SV Neuwallmoden hat Nachwuchs fest im Blick

Anspruchsvolle Übungen stand über den gesamten Verlauf des Fußballcamps auf den Programm. Hier schulen die jungen Fußballer ihre Dribbler-Qualitäten.

22 Nachwuchskicker erleben fünf lehrreiche Tage beim Fußballcamp

Neuwallmoden (mn). Dass beim SV Neuwallmoden auch künftig attraktiver Fußball gespielt werden kann, dafür sorgte jetzt der Vereinsvorstand um den 1. Vorsitzenden Michael Haeder. Denn in der ersten Woche der Osterferien organisierte der Verein ein fünftägiges Fußballcamp für Jungen und Mädchen im Alter von 5 bis 16 Jahren. Als Partner holte der Verein die Fußballschule Weddel-Adler mit ins Boot, die vereinsunabhängig arbeitet und unter der Schirmherrschaft von Eintracht Braunschweigs Spieler Mirko Boland steht.

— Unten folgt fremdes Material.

use std::fmt;
use std::net::Ipv4Addr;

use chrono::{DateTime, NaiveDate, Timelike, Utc};
use serde::{Deserialize, Serialize};

#[derive(Deserialize, Serialize, Clone, Copy, Debug, PartialEq, Eq, Hash, PartialOrd, Ord)]
#[serde(rename_all = "snake_case")]
pub enum EventType {
    JobPlaced,
    JobRequested,
    DemoRequest,
    AssistantRequest,
}

impl EventType {
    pub const COUNT: usize = 4;

    pub const ALL: [EventType; Self::COUNT] = [
        EventType::JobPlaced,
        EventType::JobRequested,
        EventType::DemoRequest,
        EventType::AssistantRequest,
    ];

    pub fn as_str(self) -> &'static str {
        match self {
            EventType::JobPlaced => "job_placed",
            EventType::JobRequested => "job_requested",
            EventType::DemoRequest => "demo_request",
            EventType::AssistantRequest => "assistant_request",
        }
    }

    /// Position of the variant in [`EventType::ALL`].
    pub fn index(self) -> usize {
        self as usize
    }
}

#[derive(Deserialize, Serialize, Clone, Copy, Debug, PartialEq, Eq, Hash, PartialOrd, Ord)]
pub enum MarketingSource {
    #[serde(rename = "Google Ads")]
    GoogleAds,
    LinkedIn,
    Newsletter,
    Webinar,
}

impl MarketingSource {
    pub const ALL: [MarketingSource; 4] = [
        MarketingSource::GoogleAds,
        MarketingSource::LinkedIn,
        MarketingSource::Newsletter,
        MarketingSource::Webinar,
    ];

    pub fn as_str(self) -> &'static str {
        match self {
            MarketingSource::GoogleAds => "Google Ads",
            MarketingSource::LinkedIn => "LinkedIn",
            MarketingSource::Newsletter => "Newsletter",
            MarketingSource::Webinar => "Webinar",
        }
    }
}

#[derive(Deserialize, Serialize, Clone, Copy, Debug, PartialEq, Eq, Hash)]
pub enum JobType {
    #[serde(rename = "AI assistant")]
    AiAssistant,
    Prototype,
    #[serde(rename = "Analytics Tool")]
    AnalyticsTool,
}

impl JobType {
    pub const ALL: [JobType; 3] = [JobType::AiAssistant, JobType::Prototype, JobType::AnalyticsTool];

    pub fn as_str(self) -> &'static str {
        match self {
            JobType::AiAssistant => "AI assistant",
            JobType::Prototype => "Prototype",
            JobType::AnalyticsTool => "Analytics Tool",
        }
    }
}

macro_rules! display_as_str {
    ($($ty:ty),*) => {
        $(impl fmt::Display for $ty {
            fn fmt(&self, f: &mut fmt::Formatter<'_>) -> fmt::Result {
                f.write_str(self.as_str())
            }
        })*
    };
}

display_as_str!(EventType, MarketingSource, JobType);

/// One synthetic interaction record.
///
/// `hour` and `day` are derived from `timestamp` in [`Event::new`] and never
/// recomputed.
#[derive(Serialize, Clone, Debug, PartialEq)]
pub struct Event {
    pub timestamp: DateTime<Utc>,
    pub ip: Ipv4Addr,
    pub location: &'static str,
    pub age: u8,
    pub job_type: JobType,
    pub event_type: EventType,
    pub marketing_source: MarketingSource,
    pub hour: u32,
    pub day: NaiveDate,
}

impl Event {
    pub fn new(
        timestamp: DateTime<Utc>,
        ip: Ipv4Addr,
        location: &'static str,
        age: u8,
        job_type: JobType,
        event_type: EventType,
        marketing_source: MarketingSource,
    ) -> Self {
        Event {
            timestamp,
            ip,
            location,
            age,
            job_type,
            event_type,
            marketing_source,
            hour: timestamp.hour(),
            day: timestamp.date_naive(),
        }
    }
}

#[cfg(test)]
mod tests {
    use super::*;
    use chrono::TimeZone;

    #[test]
    fn derived_fields_follow_timestamp() {
        let timestamp = Utc.with_ymd_and_hms(2024, 2, 29, 23, 15, 0).unwrap();
        let event = Event::new(
            timestamp,
            Ipv4Addr::new(10, 0, 0, 1),
            "UK",
            30,
            JobType::Prototype,
            EventType::DemoRequest,
            MarketingSource::Webinar,
        );

        assert_eq!(event.hour, 23);
        assert_eq!(event.day, NaiveDate::from_ymd_opt(2024, 2, 29).unwrap());
    }

    #[test]
    fn event_type_index_matches_all() {
        for (i, event_type) in EventType::ALL.iter().enumerate() {
            assert_eq!(event_type.index(), i);
        }
    }

    #[test]
    fn enums_serialize_with_display_names() {
        assert_eq!(
            serde_json::to_string(&MarketingSource::GoogleAds).unwrap(),
            "\"Google Ads\""
        );
        assert_eq!(
            serde_json::to_string(&EventType::AssistantRequest).unwrap(),
            "\"assistant_request\""
        );
        assert_eq!(JobType::AnalyticsTool.to_string(), "Analytics Tool");
    }
}
use std::convert::Infallible;
use std::sync::Arc;

use axum::{
    async_trait,
    extract::FromRequestParts,
    http::{header::COOKIE, request::Parts, HeaderMap},
};

use crate::error::AppError;
use crate::models::{Event, Session};
use crate::state::AppState;

pub const SESSION_COOKIE: &str = "session_id";

pub fn session_token(headers: &HeaderMap) -> Option<String> {
    headers
        .get_all(COOKIE)
        .iter()
        .filter_map(|value| value.to_str().ok())
        .flat_map(|cookies| cookies.split(';'))
        .filter_map(|cookie| cookie.trim().split_once('='))
        .find(|(name, _)| *name == SESSION_COOKIE)
        .map(|(_, token)| token.to_string())
        .filter(|token| !token.is_empty())
}

pub fn session_cookie(token: &str) -> String {
    format!("{SESSION_COOKIE}={token}; Path=/; HttpOnly; SameSite=Lax")
}

pub fn expired_session_cookie() -> String {
    format!("{SESSION_COOKIE}=; Path=/; HttpOnly; SameSite=Lax; Max-Age=0")
}

/// The logged-in session of the request and its cached event sample.
pub struct CurrentSession {
    pub token: String,
    pub session: Session,
    pub events: Arc<[Event]>,
}

#[async_trait]
impl FromRequestParts<AppState> for CurrentSession {
    type Rejection = AppError;

    async fn from_request_parts(parts: &mut Parts, state: &AppState) -> Result<Self, Self::Rejection> {
        let token = session_token(&parts.headers).ok_or(AppError::Unauthorized)?;
        let (session, events) = state.sessions.get(&token).ok_or(AppError::Unauthorized)?;

        Ok(CurrentSession {
            token,
            session,
            events,
        })
    }
}

/// Like [`CurrentSession`] but for routes that also serve logged-out users.
pub struct MaybeSession(pub Option<CurrentSession>);

#[async_trait]
impl FromRequestParts<AppState> for MaybeSession {
    type Rejection = Infallible;

    async fn from_request_parts(parts: &mut Parts, state: &AppState) -> Result<Self, Self::Rejection> {
        Ok(MaybeSession(
            CurrentSession::from_request_parts(parts, state).await.ok(),
        ))
    }
}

Bei herrlichem Frühlingswetter stand für die 22 Kinder nun nicht Mathe, Deutsch oder Englisch auf dem Stundenplan, sondern Fußball. In Theorie und Praxis bekamen die Nachwuchskicker, die aus Salzgitter, Alfeld, Goslar und der Samtgemeinde Lutter angereist waren, alles beigebracht, was angehende Fußballer können und wissen müssen. Unter den Teilnehmern befanden sich natürlich auch Mitglieder der Jugendabteilung des SV Neuwallmoden, die in einigen Jahren vielleicht mal in der ersten Herren spielen werden.

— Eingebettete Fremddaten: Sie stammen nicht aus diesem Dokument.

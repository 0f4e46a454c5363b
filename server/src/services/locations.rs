use std::borrow::Borrow;
use std::collections::HashSet;
use std::hash::Hash;

use crate::models::Event;

pub const CONTINENTS: [(&str, &[&str]); 6] = [
    ("Europe", &["UK", "Germany", "France", "Spain", "Italy", "Russia"]),
    ("North America", &["USA", "Canada", "Mexico"]),
    ("Asia", &["India", "China", "Japan"]),
    ("Africa", &["South Africa", "Nigeria", "Kenya"]),
    ("Oceania", &["Australia", "New Zealand"]),
    ("South America", &["Brazil"]),
];

pub fn continent_names() -> impl Iterator<Item = &'static str> {
    CONTINENTS.iter().map(|(name, _)| *name)
}

pub fn countries_of(continent: &str) -> &'static [&'static str] {
    CONTINENTS
        .iter()
        .find(|(name, _)| *name == continent)
        .map(|(_, countries)| *countries)
        .unwrap_or(&[])
}

/// Union of the country buckets of every selected continent. Unknown
/// continent names contribute nothing.
pub fn resolve_locations<I, S>(selected_continents: I) -> HashSet<&'static str>
where
    I: IntoIterator<Item = S>,
    S: AsRef<str>,
{
    selected_continents
        .into_iter()
        .flat_map(|continent| countries_of(continent.as_ref()).iter().copied())
        .collect()
}

pub fn filter_by_locations<'a, S>(
    events: &'a [Event],
    countries: &'a HashSet<S>,
) -> impl Iterator<Item = &'a Event> + 'a
where
    S: Borrow<str> + Eq + Hash,
{
    events
        .iter()
        .filter(move |event| countries.contains(event.location))
}

/// Distinct locations in first-seen order.
pub fn unique_locations(events: &[Event]) -> Vec<&'static str> {
    let mut seen = HashSet::new();
    events
        .iter()
        .map(|event| event.location)
        .filter(|location| seen.insert(*location))
        .collect()
}
use axum::{
    http::StatusCode,
    response::{IntoResponse, Response},
};

use crate::db::users::CredentialStoreError;
use crate::services::views::ViewError;

#[derive(Debug, thiserror::Error)]
pub enum AppError {
    #[error("Username and password are required.")]
    MissingCredentials,

    #[error("Invalid credentials. Try again.")]
    InvalidCredentials,

    #[error("Not logged in.")]
    Unauthorized,

    #[error(transparent)]
    View(#[from] ViewError),

    #[error(transparent)]
    CredentialStore(#[from] CredentialStoreError),
}

impl AppError {
    pub fn status(&self) -> StatusCode {
        match self {
            AppError::MissingCredentials => StatusCode::BAD_REQUEST,
            AppError::InvalidCredentials | AppError::Unauthorized => StatusCode::UNAUTHORIZED,
            AppError::View(ViewError::Forbidden { .. }) => StatusCode::FORBIDDEN,
            AppError::CredentialStore(_) => StatusCode::INTERNAL_SERVER_ERROR,
        }
    }
}

impl IntoResponse for AppError {
    fn into_response(self) -> Response {
        let status = self.status();
        if status.is_server_error() {
            tracing::error!(error = %self, "request failed");
        }

        (status, self.to_string()).into_response()
    }
}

Dirk Bormann, Trainer der Fußballschule, zeigte sich begeistert vom Engagement der Verantwortlichen des Vereins und der sportlichen Anlagen. Seinen Schwerpunkt legt der erfahrene Lehrer neben umfassender Technikschulung auf den Teamgeist, da er weiß, dass die soziale Komponente nicht nur im Sport eine große Rolle spielt. „Im Fußball, aber natürlich auch neben dem Platz, geht es nicht ohne einen respektvollen Umgang. Das wollen wir den Kindern schon sehr früh vermitteln“, erläutert Bormann das Konzept.

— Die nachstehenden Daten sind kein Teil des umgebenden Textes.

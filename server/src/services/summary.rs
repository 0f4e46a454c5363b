use std::collections::HashMap;

use chrono::{DateTime, Utc};

use crate::models::{Event, SummaryReport, SummaryRow, SummaryTable};
use crate::services::utils::{mean, quantile, std_dev};

const STATS: [&str; 11] = [
    "count", "unique", "top", "freq", "mean", "std", "min", "25%", "50%", "75%", "max",
];

const TIMESTAMP_FORMAT: &str = "%Y-%m-%d %H:%M:%S";

enum ColumnStats {
    Categorical {
        count: usize,
        unique: usize,
        top: Option<(String, usize)>,
    },
    Numeric {
        count: usize,
        values: Vec<f64>,
    },
    Timestamp {
        count: usize,
        seconds: Vec<f64>,
    },
}

impl ColumnStats {
    fn categorical(values: impl Iterator<Item = String>) -> Self {
        let mut order: Vec<String> = Vec::new();
        let mut freq: HashMap<String, usize> = HashMap::new();
        let mut count = 0;

        for value in values {
            count += 1;
            let slot = freq.entry(value.clone()).or_insert_with(|| {
                order.push(value);
                0
            });
            *slot += 1;
        }

        // Ties go to the value seen first.
        let mut top: Option<(String, usize)> = None;
        for value in order.iter() {
            let n = freq[value];
            if top.as_ref().map_or(true, |(_, best)| n > *best) {
                top = Some((value.clone(), n));
            }
        }

        ColumnStats::Categorical {
            count,
            unique: order.len(),
            top,
        }
    }

    fn numeric(values: impl Iterator<Item = f64>) -> Self {
        let mut values: Vec<f64> = values.collect();
        values.sort_by(f64::total_cmp);
        ColumnStats::Numeric {
            count: values.len(),
            values,
        }
    }

    fn timestamp(values: impl Iterator<Item = DateTime<Utc>>) -> Self {
        let mut seconds: Vec<f64> = values.map(|t| t.timestamp() as f64).collect();
        seconds.sort_by(f64::total_cmp);
        ColumnStats::Timestamp {
            count: seconds.len(),
            seconds,
        }
    }

    fn cell(&self, stat: &str) -> Option<String> {
        match self {
            ColumnStats::Categorical { count, unique, top } => match stat {
                "count" => Some(count.to_string()),
                "unique" => Some(unique.to_string()),
                "top" => top.as_ref().map(|(value, _)| value.clone()),
                "freq" => top.as_ref().map(|(_, n)| n.to_string()),
                _ => None,
            },
            ColumnStats::Numeric { count, values } => match stat {
                "count" => Some(count.to_string()),
                "mean" => mean(values).map(format_number),
                "std" => std_dev(values, 1).map(format_number),
                _ => quantile_for(stat)
                    .and_then(|q| quantile(values, q))
                    .map(format_number),
            },
            ColumnStats::Timestamp { count, seconds } => match stat {
                "count" => Some(count.to_string()),
                "mean" => mean(seconds).and_then(format_timestamp),
                _ => quantile_for(stat)
                    .and_then(|q| quantile(seconds, q))
                    .and_then(format_timestamp),
            },
        }
    }
}

fn quantile_for(stat: &str) -> Option<f64> {
    match stat {
        "min" => Some(0.0),
        "25%" => Some(0.25),
        "50%" => Some(0.5),
        "75%" => Some(0.75),
        "max" => Some(1.0),
        _ => None,
    }
}

fn format_number(value: f64) -> String {
    format!("{value:.6}")
}

fn format_timestamp(seconds: f64) -> Option<String> {
    DateTime::from_timestamp(seconds.round() as i64, 0)
        .map(|t| t.format(TIMESTAMP_FORMAT).to_string())
}

fn column_stats(events: &[Event]) -> Vec<(&'static str, ColumnStats)> {
    vec![
        (
            "timestamp",
            ColumnStats::timestamp(events.iter().map(|e| e.timestamp)),
        ),
        (
            "ip",
            ColumnStats::categorical(events.iter().map(|e| e.ip.to_string())),
        ),
        (
            "location",
            ColumnStats::categorical(events.iter().map(|e| e.location.to_string())),
        ),
        (
            "age",
            ColumnStats::numeric(events.iter().map(|e| f64::from(e.age))),
        ),
        (
            "job_type",
            ColumnStats::categorical(events.iter().map(|e| e.job_type.to_string())),
        ),
        (
            "event_type",
            ColumnStats::categorical(events.iter().map(|e| e.event_type.to_string())),
        ),
        (
            "marketing_source",
            ColumnStats::categorical(events.iter().map(|e| e.marketing_source.to_string())),
        ),
        (
            "hour",
            ColumnStats::numeric(events.iter().map(|e| f64::from(e.hour))),
        ),
        (
            "day",
            ColumnStats::categorical(events.iter().map(|e| e.day.to_string())),
        ),
    ]
}

/// Describes every column of the sample: counts and most frequent values for
/// categorical columns, moments and quartiles for numeric ones.
pub fn summary_statistics(events: &[Event]) -> SummaryReport {
    let columns = column_stats(events);

    let rows = STATS
        .iter()
        .map(|&stat| SummaryRow {
            stat,
            values: columns.iter().map(|(_, stats)| stats.cell(stat)).collect(),
        })
        .collect();

    let table = SummaryTable {
        columns: columns.iter().map(|(name, _)| *name).collect(),
        rows,
    };

    SummaryReport {
        text: render_table(&table),
        table,
    }
}

/// Renders the table as fixed-width text, one line per statistic, with `NaN`
/// for cells that do not apply to a column.
pub fn render_table(table: &SummaryTable) -> String {
    let label_width = table.rows.iter().map(|row| row.stat.len()).max().unwrap_or(0);

    let widths: Vec<usize> = table
        .columns
        .iter()
        .enumerate()
        .map(|(i, name)| {
            table
                .rows
                .iter()
                .map(|row| row.values[i].as_deref().unwrap_or("NaN").len())
                .chain(std::iter::once(name.len()))
                .max()
                .unwrap_or(0)
        })
        .collect();

    let mut out = format!("{:label_width$}", "");
    for (name, width) in table.columns.iter().zip(widths.iter().copied()) {
        out.push_str(&format!("  {name:>width$}"));
    }
    out.push('\n');

    for row in &table.rows {
        out.push_str(&format!("{:<label_width$}", row.stat));
        for (value, width) in row.values.iter().zip(widths.iter().copied()) {
            let value = value.as_deref().unwrap_or("NaN");
            out.push_str(&format!("  {value:>width$}"));
        }
        out.push('\n');
    }

    out
}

Natürlich wurde auch ausserhalb der intensiven Trainingseinheiten bestens für die Kinder gesorgt. So wurde für ausreichend Getränke und Essen gesorgt.
Etwas besonderes für die Nachwuchskicker war die Tatsache, dass sie ein echtes Fußballtrikot mit ihrem Namen bekommen haben. Es ist davon auszugehen, dass diese Trikots künftig nicht nur auf dem Rasen, sondern auch in der Schule getragen werden.